This whole argument is VERY interesting. I think that the reasons it has ignited such fierce resistance offers a very telling insight into our current social state-of-mind. Let's just look at a few facts:
1. We have CCTV everywhere these days. Many people are fed up with it and don't like it. It's possible we see Google Streetview as an unwelcome extension of our CCTV-controlled environments.
2. We live in a rather dubious "database state" where our privacy has become something of a joke. The government holds so many databases on us (when they're not losing them on trains or getting their laptops nicked), not to mention TV licencing, DVLA, banks, NHS, etc etc etc. It could be seen as the very streets we live in are now getting stuffed onto databases which could make people feel somehow overpowered.

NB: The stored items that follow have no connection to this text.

/// Runtime context isolation tests
///
/// Pooled instances are memoized per runtime context and never shared
/// between contexts; services and repositories live in separate pools.

use ferrous_scope::{Application, PoolError, PoolKind};
use std::sync::atomic::{AtomicU32, Ordering};
use std::sync::Arc;

struct RequestCounter(u32);

struct OrderRepository {
    id: u32,
}

struct OrderService {
    orders: Arc<OrderRepository>,
}

fn app() -> Application {
    let next = Arc::new(AtomicU32::new(0));
    let mut builder = Application::builder();
    builder.bind_service(move || RequestCounter(next.fetch_add(1, Ordering::SeqCst)));

    let ids = Arc::new(AtomicU32::new(100));
    builder.bind_repository(move || OrderRepository {
        id: ids.fetch_add(1, Ordering::SeqCst),
    });
    builder.bind_service_with(|ctx| OrderService {
        orders: ctx.repository::<OrderRepository>(),
    });
    builder.build().unwrap()
}

#[test]
fn same_context_yields_same_instance() {
    let app = app();
    let scope = app.open_scope();

    let a = scope.service::<RequestCounter>();
    let b = scope.service::<RequestCounter>();
    assert!(Arc::ptr_eq(&a, &b));

    let r1 = scope.repository::<OrderRepository>();
    let r2 = scope.repository::<OrderRepository>();
    assert!(Arc::ptr_eq(&r1, &r2));
}

#[test]
fn different_contexts_yield_distinct_instances() {
    let app = app();
    let first = app.open_scope();
    let second = app.open_scope();

    let a = first.service::<RequestCounter>();
    let b = second.service::<RequestCounter>();
    assert!(!Arc::ptr_eq(&a, &b));
    assert_ne!(a.0, b.0);

    let r1 = first.repository::<OrderRepository>();
    let r2 = second.repository::<OrderRepository>();
    assert!(!Arc::ptr_eq(&r1, &r2));
    assert_ne!(r1.id, r2.id);
}

#[test]
fn nested_dependencies_share_the_request_graph() {
    let app = app();
    let scope = app.open_scope();

    let service = scope.service::<OrderService>();
    let repo = scope.repository::<OrderRepository>();
    assert!(Arc::ptr_eq(&service.orders, &repo));
    assert_eq!(scope.resolved_count(), 2);
}

#[test]
fn same_type_in_two_pools_does_not_collide() {
    #[derive(Debug)]
    struct Audit(&'static str);

    let mut builder = Application::builder();
    builder.bind_service(|| Audit("service"));
    builder.bind_repository(|| Audit("repository"));
    let app = builder.build().unwrap();

    let scope = app.open_scope();
    assert_eq!(scope.service::<Audit>().0, "service");
    assert_eq!(scope.repository::<Audit>().0, "repository");
    assert!(!Arc::ptr_eq(&scope.service::<Audit>(), &scope.repository::<Audit>()));
}

#[test]
fn services_are_not_visible_as_repositories() {
    let app = app();
    let scope = app.open_scope();
    match scope.try_repository::<RequestCounter>() {
        Err(PoolError::NotBound { pool, type_name }) => {
            assert_eq!(pool, PoolKind::Repository);
            assert!(type_name.contains("RequestCounter"));
        }
        other => panic!("expected NotBound, got {:?}", other.map(|_| ())),
    }
}

#[test]
fn application_getters_resolve_through_the_context() {
    let app = app();
    let scope = app.open_scope();
    let via_app = app.get_service::<RequestCounter>(&scope).unwrap();
    assert!(Arc::ptr_eq(&via_app, &scope.service::<RequestCounter>()));
    let repo = app.get_repository::<OrderRepository>(&scope).unwrap();
    assert!(Arc::ptr_eq(&repo, &scope.repository::<OrderRepository>()));
}

#[test]
fn labels_and_ids_are_reported() {
    let app = app();
    let scope = app.open_scope_labeled("GET /orders");
    assert_eq!(scope.info().label.as_deref(), Some("GET /orders"));
    assert!(scope.request_id() >= 1);
    assert!(!scope.is_released());
}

3. We live in an era where threat assessment levels are higher than normal thanks to Islamic terrorism, and these Google images can give an unsettling impression that terrorists (and indeed other criminals) can use the "virtual spaces" to plan various attacks. Whether there is any factual truth in this is debatable but it can at least cause that impression.
I remember there was a flutter of suspicion when Google's satellite images zoomed in so close that we could all visit Google Earth and see the roofs of our homes. We seem to have adjusted to this quite well, but then again what harm is there in seeing your roof? Streetview is perhaps too close for comfort, mingling among us in our everyday lives in a way that goes far beyond CCTV. Google's 3D camera has been received as an invasion.
Privacy International have made an official complaint and want the service closed down.
Source:
http://news.bbc.co.uk/1/hi/technology/7959362.stm
My own thinking is that it's a great idea but it has been poorly introduced to an unsuspecting public. It's probably a bit ahead of its time and plagued with infancy teething problems but I'll bet this concept will be a grower!